Lucienne Bittar: Dans Mer porteuse, vous contez l’histoire d’une famille d’émigrés français. Difficile de ne pas y voir un appel à comprendre les rêves des migrants contemporains, venus cette fois des côtes africaines. Que pensez-vous de la politique européenne en matière de migration et de la tragique aventure de l’Aquarius ? Et qu'aurait signifié un bateau de sauvetage battant pavillon helvétique, comme le demandait la pétition munie de 25 000 signatures déposée le 9 octobre 2018 à la Chancellerie fédérale, mais qui a été rejetée le 3 décembre par le Conseil fédéral?

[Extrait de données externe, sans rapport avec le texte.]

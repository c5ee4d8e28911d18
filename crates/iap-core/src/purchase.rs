//! Purchase entity: the reconciled ownership record for one catalog
//! identifier.

use std::cell::RefCell;
use std::rc::Rc;

use chrono::{DateTime, Duration, Utc};
use serde::{Deserialize, Serialize};

use crate::boundary::{ProductDescriptor, TransactionEvent};
use crate::engine::Store;
use crate::observer::{ObserverList, Priority};
use crate::payment::{PaymentEntry, PaymentOptions, PaymentStatus};
use crate::product::{ProductEntry, ProductStatus};

// ---------------------------------------------------------------------------
// Config
// ---------------------------------------------------------------------------

/// Per-environment expiration grace.
#[derive(Clone, Copy, Debug, PartialEq, Eq)]
pub struct ConfigVariant {
    /// Extra time added to a subscription's raw expiration to absorb clock
    /// and processing skew.
    pub extra_expiration_interval: Duration,
}

impl ConfigVariant {
    pub fn new(extra_expiration_interval: Duration) -> Self {
        Self {
            extra_expiration_interval,
        }
    }
}

/// Grace configuration for one purchase, split by receipt environment.
/// Sandbox subscriptions run on compressed real-time durations, so their
/// grace is much shorter.
#[derive(Clone, Copy, Debug, PartialEq, Eq)]
pub struct PurchaseConfig {
    pub production: ConfigVariant,
    pub sandbox: ConfigVariant,
}

impl Default for PurchaseConfig {
    fn default() -> Self {
        Self {
            production: ConfigVariant::new(Duration::hours(1)),
            sandbox: ConfigVariant::new(Duration::seconds(60)),
        }
    }
}

// ---------------------------------------------------------------------------
// Status
// ---------------------------------------------------------------------------

/// One consumable / non-renewing ownership piece.
#[derive(Clone, Debug, PartialEq, Eq, Serialize, Deserialize)]
pub struct Piece {
    pub date: DateTime<Utc>,
    pub quantity: u32,
}

/// Reconciled subscription ownership. `expiration_date` already includes the
/// environment grace correction.
#[derive(Clone, Debug, PartialEq, Eq, Serialize, Deserialize)]
pub struct Subscription {
    pub date: DateTime<Utc>,
    pub expiration_date: DateTime<Utc>,
    pub cancellation_date: Option<DateTime<Utc>>,
}

/// Reconciled ownership status for one identifier.
///
/// Not monotonic: every successful verification pass re-derives this from
/// the receipt, and an entry dropping out of the receipt is authoritative
/// (a `Subscription` can become `Empty`).
#[derive(Clone, Debug, PartialEq, Eq, Serialize, Deserialize)]
pub enum PurchaseStatus {
    Unknown,
    Piece(Vec<Piece>),
    Subscription(Subscription),
    Empty,
}

// ---------------------------------------------------------------------------
// Purchase
// ---------------------------------------------------------------------------

/// Observer of one purchase entity. Fired on every status change of the
/// purchase itself or its product / payment entries.
pub trait PurchaseObserver {
    fn did_update(&self, purchase: &Purchase);
}

pub(crate) struct PurchaseInner {
    pub(crate) id: String,
    pub(crate) config: PurchaseConfig,
    pub(crate) status: RefCell<PurchaseStatus>,
    pub(crate) product: RefCell<Option<ProductEntry>>,
    pub(crate) payment: RefCell<Option<PaymentEntry>>,
    pub(crate) observers: ObserverList<dyn PurchaseObserver>,
    pub(crate) store: Store,
}

/// Shared handle to one purchase entity.
///
/// Created through [`Store::purchase`], which registers the entity with the
/// engine. The engine only holds a weak reference: dropping every handle is
/// enough to retire the entity, no explicit deregistration needed.
#[derive(Clone)]
pub struct Purchase {
    pub(crate) inner: Rc<PurchaseInner>,
}

impl Purchase {
    pub(crate) fn create(store: &Store, id: String, config: PurchaseConfig) -> Self {
        Self {
            inner: Rc::new(PurchaseInner {
                id,
                config,
                status: RefCell::new(PurchaseStatus::Unknown),
                product: RefCell::new(None),
                payment: RefCell::new(None),
                observers: ObserverList::new(),
                store: store.clone(),
            }),
        }
    }

    pub(crate) fn from_inner(inner: Rc<PurchaseInner>) -> Self {
        Self { inner }
    }

    pub fn id(&self) -> &str {
        &self.inner.id
    }

    pub fn config(&self) -> &PurchaseConfig {
        &self.inner.config
    }

    pub fn status(&self) -> PurchaseStatus {
        self.inner.status.borrow().clone()
    }

    /// The live product entry, if any.
    pub fn product(&self) -> Option<ProductEntry> {
        self.inner.product.borrow().clone()
    }

    /// The live payment entry, if any.
    pub fn payment(&self) -> Option<PaymentEntry> {
        self.inner.payment.borrow().clone()
    }

    /// The loaded platform descriptor, if the product load succeeded.
    pub fn descriptor(&self) -> Option<ProductDescriptor> {
        self.product().and_then(|entry| entry.descriptor())
    }

    /// Identity comparison between handles to the same entity.
    pub fn ptr_eq(&self, other: &Purchase) -> bool {
        Rc::ptr_eq(&self.inner, &other.inner)
    }

    pub fn add_observer(&self, observer: &Rc<dyn PurchaseObserver>, priority: Priority) {
        self.inner.observers.add(observer, priority);
    }

    pub fn remove_observer(&self, observer: &Rc<dyn PurchaseObserver>) {
        self.inner.observers.remove(observer);
    }

    /// Return the current product entry, or create a fresh one and schedule
    /// a coalesced batch load.
    ///
    /// Idempotent while a load is in flight or already succeeded; only a
    /// `Failure` or `Missing` entry triggers a new attempt (with a fresh
    /// entry — failed entries are replaced, not reused).
    pub fn load(&self) -> ProductEntry {
        if let Some(entry) = self.product() {
            match entry.status() {
                ProductStatus::Unknown | ProductStatus::Loading | ProductStatus::Success(_) => {
                    return entry;
                }
                ProductStatus::Failure(_) | ProductStatus::Missing => {}
            }
        }
        let entry = ProductEntry::new(&self.inner);
        *self.inner.product.borrow_mut() = Some(entry.clone());
        self.inner.store.schedule_products_load();
        entry
    }

    /// Return the current payment entry, or create a fresh one and submit it
    /// to the payment queue.
    ///
    /// Idempotent while `Unknown`, `Purchasing` or `Deferred`; a terminal
    /// entry (`Purchased`, `Failure`, `Cancelled`) is replaced by a new
    /// attempt.
    ///
    /// # Panics
    /// Panics if `product` has no loaded descriptor. Buying an unloaded
    /// product is a caller contract violation, not a recoverable runtime
    /// error.
    pub fn buy(&self, product: &ProductEntry, options: PaymentOptions) -> PaymentEntry {
        if let Some(payment) = self.payment() {
            match payment.status() {
                PaymentStatus::Unknown | PaymentStatus::Purchasing | PaymentStatus::Deferred => {
                    return payment;
                }
                PaymentStatus::Purchased
                | PaymentStatus::Failure(_)
                | PaymentStatus::Cancelled => {}
            }
        }
        let payment = PaymentEntry::new(&self.inner, options);
        *self.inner.payment.borrow_mut() = Some(payment.clone());
        self.inner.store.submit_payment(self, product, &payment);
        payment
    }

    /// Get-or-create the payment entry for an incoming transaction event.
    /// Unsolicited events (restores, external purchases, another device's
    /// ask-to-buy approval) arrive with no local payment; the entry is
    /// materialized from the transaction's own options.
    pub(crate) fn payment_for_transaction(&self, event: &TransactionEvent) -> PaymentEntry {
        if let Some(payment) = self.payment() {
            return payment;
        }
        let options = PaymentOptions {
            quantity: event.quantity.max(1),
            application_username: event.application_username.clone(),
            simulates_ask_to_buy_in_sandbox: false,
        };
        let payment = PaymentEntry::new(&self.inner, options);
        *self.inner.payment.borrow_mut() = Some(payment.clone());
        payment
    }

    /// Ensure a product entry exists (used when a coalesced batch picks up a
    /// purchase that never called [`load`](Self::load)).
    pub(crate) fn ensure_product_entry(&self) -> ProductEntry {
        if let Some(entry) = self.product() {
            return entry;
        }
        let entry = ProductEntry::new(&self.inner);
        *self.inner.product.borrow_mut() = Some(entry.clone());
        entry
    }

    /// Mutate reconciled status and synchronously notify observers in
    /// priority order.
    pub(crate) fn set_status(&self, status: PurchaseStatus) {
        *self.inner.status.borrow_mut() = status;
        self.notify_update();
    }

    pub(crate) fn notify_update(&self) {
        let handle = self.clone();
        self.inner.observers.notify(|observer| observer.did_update(&handle));
    }
}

Didier Burkhalter: «J’ai pris des distances avec la vie fédérale, souhaitant marquer réellement la réserve qui est à mes yeux nécessaire par rapport à mes précédentes fonctions. Dans ce cadre, je ne veux pas apparaître ‹comme un acteur politique›, ce que je ne suis plus parce que j’ai décidé de ne plus l’être, et je ne m’exprime pas sur les décisions du Conseil fédéral, par respect pour les institutions. Cela dit, l’écriture est bien ma nouvelle manière de m’exprimer en faveur des mêmes valeurs, notamment celles qui sont en jeu dans les débats sur la promotion de la paix, du droit et de l’humanitaire. Je cherche à partager ces valeurs avec les lectrices et les lecteurs parce que je suis convaincu qu’elles sont en danger croissant. Ainsi Mer porteuse permet de plonger non seulement dans l’océan mais dans un passé pas si lointain, pour revivre les questions de la migration. Il y a un siècle, on abordait les côtes et ces questions avec un autre état d’esprit. On voyait davantage le courage des migrants et la capacité de construire des sociétés plus fortes grâce à eux. On imaginait des perspectives d’avenir plutôt que des peurs immédiates.

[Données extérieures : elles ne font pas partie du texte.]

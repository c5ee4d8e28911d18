//! Receipt verification pass semantics.
//!
//! GREEN when:
//! - "Receipt not found" is authoritative: every registered entity becomes
//!   `Empty` and the re-verify deadline is cancelled.
//! - Any other validation failure preserves last-known statuses (stale
//!   receipt is not the same as never-purchased) and cancels the deadline.
//! - The pass is idempotent for an unchanged receipt.
//! - Subscription expirations are corrected with the production grace for
//!   durations over 24h and the sandbox grace otherwise.

use std::rc::Rc;

use chrono::{DateTime, Duration, TimeZone, Utc};
use iap_core::{
    ConfigVariant, NoopWakeup, PurchaseConfig, PurchaseStatus, Store,
};
use iap_paper::{PaperFetcher, PaperQueue, PaperVerifier};
use iap_receipt::{PieceRecord, ReceiptError, ReceiptFacts, SubscriptionRecord};

fn at(secs: i64) -> DateTime<Utc> {
    Utc.timestamp_opt(secs, 0).unwrap()
}

fn setup() -> (Store, Rc<PaperVerifier>) {
    let verifier = Rc::new(PaperVerifier::not_found());
    let store = Store::new(
        Rc::new(PaperQueue::new()),
        Rc::new(PaperFetcher::new()),
        verifier.clone(),
        Rc::new(NoopWakeup),
    );
    (store, verifier)
}

#[test]
fn missing_receipt_empties_every_entity_and_cancels_deadline() {
    let (store, verifier) = setup();
    let sub = store.purchase("sub.monthly", PurchaseConfig::default());
    let coins = store.purchase("coins.100", PurchaseConfig::default());

    // First give them receipt-backed statuses and an armed deadline.
    let mut facts = ReceiptFacts::empty();
    facts.push_subscription(SubscriptionRecord::new("sub.monthly", at(0), at(1_000), None));
    facts.push_piece(PieceRecord::new("coins.100", at(50), 1));
    verifier.set_facts(facts);
    store.tick(at(100));
    assert!(matches!(sub.status(), PurchaseStatus::Subscription(_)));
    assert!(matches!(coins.status(), PurchaseStatus::Piece(_)));
    assert!(store.reverify_deadline().is_some());

    // The receipt disappears (e.g. store sign-out).
    verifier.set_error(ReceiptError::NotFound);
    store.schedule_verify();
    store.tick(at(200));

    assert_eq!(sub.status(), PurchaseStatus::Empty);
    assert_eq!(coins.status(), PurchaseStatus::Empty);
    assert_eq!(store.reverify_deadline(), None);
}

#[test]
fn validation_failure_preserves_last_known_statuses() {
    let (store, verifier) = setup();
    let coins = store.purchase("coins.100", PurchaseConfig::default());

    let mut facts = ReceiptFacts::empty();
    facts.push_piece(PieceRecord::new("coins.100", at(50), 2));
    verifier.set_facts(facts);
    store.tick(at(100));
    let owned = coins.status();
    assert!(matches!(owned, PurchaseStatus::Piece(_)));

    verifier.set_error(ReceiptError::SignatureInvalid);
    store.schedule_verify();
    store.tick(at(200));
    assert_eq!(coins.status(), owned, "stale receipt must not demote ownership");

    verifier.set_error(ReceiptError::HashMismatch);
    store.schedule_verify();
    store.tick(at(300));
    assert_eq!(coins.status(), owned);
    assert_eq!(store.reverify_deadline(), None);
}

#[test]
fn verification_is_idempotent_for_an_unchanged_receipt() {
    let (store, verifier) = setup();
    let sub = store.purchase("sub.monthly", PurchaseConfig::default());
    let coins = store.purchase("coins.100", PurchaseConfig::default());
    let never = store.purchase("gems.10", PurchaseConfig::default());

    let mut facts = ReceiptFacts::empty();
    facts.push_subscription(SubscriptionRecord::new("sub.monthly", at(0), at(600), None));
    facts.push_piece(PieceRecord::new("coins.100", at(5), 1));
    facts.push_piece(PieceRecord::new("coins.100", at(9), 4));
    verifier.set_facts(facts);

    store.tick(at(100));
    let first = (sub.status(), coins.status(), never.status());

    store.schedule_verify();
    store.tick(at(100));
    let second = (sub.status(), coins.status(), never.status());

    assert_eq!(first, second);
    assert_eq!(never.status(), PurchaseStatus::Empty);
}

#[test]
fn long_subscription_gets_production_grace() {
    let (store, verifier) = setup();
    let config = PurchaseConfig {
        production: ConfigVariant::new(Duration::hours(1)),
        sandbox: ConfigVariant::new(Duration::seconds(60)),
    };
    let sub = store.purchase("sub.monthly", config);

    let t0 = at(0);
    let raw_expiration = t0 + Duration::days(30);
    let mut facts = ReceiptFacts::empty();
    facts.push_subscription(SubscriptionRecord::new("sub.monthly", t0, raw_expiration, None));
    verifier.set_facts(facts);
    store.tick(at(100));

    match sub.status() {
        PurchaseStatus::Subscription(data) => {
            assert_eq!(data.date, t0);
            assert_eq!(data.expiration_date, raw_expiration + Duration::hours(1));
            assert_eq!(data.cancellation_date, None);
        }
        other => panic!("expected subscription status, got {other:?}"),
    }
}

#[test]
fn short_sandbox_subscription_gets_sandbox_grace() {
    let (store, verifier) = setup();
    let sub = store.purchase("sub.monthly", PurchaseConfig::default());

    let t0 = at(0);
    let raw_expiration = t0 + Duration::minutes(5);
    let cancelled = Some(t0 + Duration::minutes(2));
    let mut facts = ReceiptFacts::empty();
    facts.push_subscription(SubscriptionRecord::new(
        "sub.monthly",
        t0,
        raw_expiration,
        cancelled,
    ));
    verifier.set_facts(facts);
    store.tick(at(60));

    match sub.status() {
        PurchaseStatus::Subscription(data) => {
            assert_eq!(data.expiration_date, raw_expiration + Duration::seconds(60));
            assert_eq!(data.cancellation_date, cancelled);
        }
        other => panic!("expected subscription status, got {other:?}"),
    }
}

#[test]
fn exactly_24h_duration_counts_as_sandbox() {
    let (store, verifier) = setup();
    let sub = store.purchase("sub.daily", PurchaseConfig::default());

    let t0 = at(0);
    let raw_expiration = t0 + Duration::hours(24);
    let mut facts = ReceiptFacts::empty();
    facts.push_subscription(SubscriptionRecord::new("sub.daily", t0, raw_expiration, None));
    verifier.set_facts(facts);
    store.tick(at(10));

    match sub.status() {
        PurchaseStatus::Subscription(data) => {
            // Strictly-greater split: a 24h duration is still sandbox-sized.
            assert_eq!(data.expiration_date, raw_expiration + Duration::seconds(60));
        }
        other => panic!("expected subscription status, got {other:?}"),
    }
}

#[test]
fn piece_records_map_to_ownership_pieces_in_order() {
    let (store, verifier) = setup();
    let coins = store.purchase("coins.100", PurchaseConfig::default());

    let mut facts = ReceiptFacts::empty();
    facts.push_piece(PieceRecord::new("coins.100", at(10), 1));
    facts.push_piece(PieceRecord::new("coins.100", at(20), 3));
    verifier.set_facts(facts);
    store.tick(at(100));

    match coins.status() {
        PurchaseStatus::Piece(pieces) => {
            assert_eq!(pieces.len(), 2);
            assert_eq!(pieces[0].date, at(10));
            assert_eq!(pieces[0].quantity, 1);
            assert_eq!(pieces[1].date, at(20));
            assert_eq!(pieces[1].quantity, 3);
        }
        other => panic!("expected piece status, got {other:?}"),
    }
}

#[test]
fn subscription_dropping_out_of_receipt_is_authoritative() {
    let (store, verifier) = setup();
    let sub = store.purchase("sub.monthly", PurchaseConfig::default());

    let mut facts = ReceiptFacts::empty();
    facts.push_subscription(SubscriptionRecord::new("sub.monthly", at(0), at(500), None));
    verifier.set_facts(facts);
    store.tick(at(100));
    assert!(matches!(sub.status(), PurchaseStatus::Subscription(_)));

    // Next pass: the entry is gone from the receipt entirely.
    verifier.set_facts(ReceiptFacts::empty());
    store.schedule_verify();
    store.tick(at(200));
    assert_eq!(sub.status(), PurchaseStatus::Empty);
}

»Quant à la question du pavillon de l’Aquarius, elle est devenue une sorte d’étendard de la politique migratoire de notre continent. Comme on pouvait s’y attendre, le Conseil fédéral a vu des obstacles économiques et juridiques qui se dressaient, selon lui, sur la route de ce dossier. Tout en restant fidèle à mon principe de ne pas m’exprimer sur le fond des décisions du gouvernement suisse, j’aimerais ajouter que la question essentielle reste à mes yeux celle de la cohérence politique: toute attribution par la Suisse d’un pavillon à titre humanitaire pour un navire ayant des activités du type de celles de l’Aquarius devrait être faite en cohérence avec une attitude d’accueil durable de notre pays à l’égard des réfugiés.»
Nous croisons dans Mer porteuse nombre d’orphelins ou d’enfants abandonnés, à cause parfois d’une mer tueuse, mais le plus souvent de décisions humaines: guerres, abandons dus à la misère ou à des codes cruels. De quête identitaire aussi, d’hommes et de femmes qui doivent jouer avec plusieurs cultures et de larges trous dans les mémoires. Votre roman part des destins individuels. Peut-on aborder la mémoire collective de la même façon?
«Oui. La force de la forme romanesque réside dans l’éclat d’histoires individuelles de personnages, d’autant plus si ces trajectoires prennent place dans le cadre d’événements historiques, comme c’est le cas ici. Le vécu imaginé d’une personne est un peu comme le scintillement d’une étoile dans le ciel; sans cette étoile, le ciel ne serait plus le même, et sans le ciel, l’étoile ne pourrait pas briller.»
Il y a cette mise en scène de deux jumeaux, l’un porté par le désir de comprendre le présent au regard de l’Histoire, l’autre d’aller de l’avant en se fiant au progrès. Ces deux approches sont-elles complémentaires? Qu’en dit votre expérience politique?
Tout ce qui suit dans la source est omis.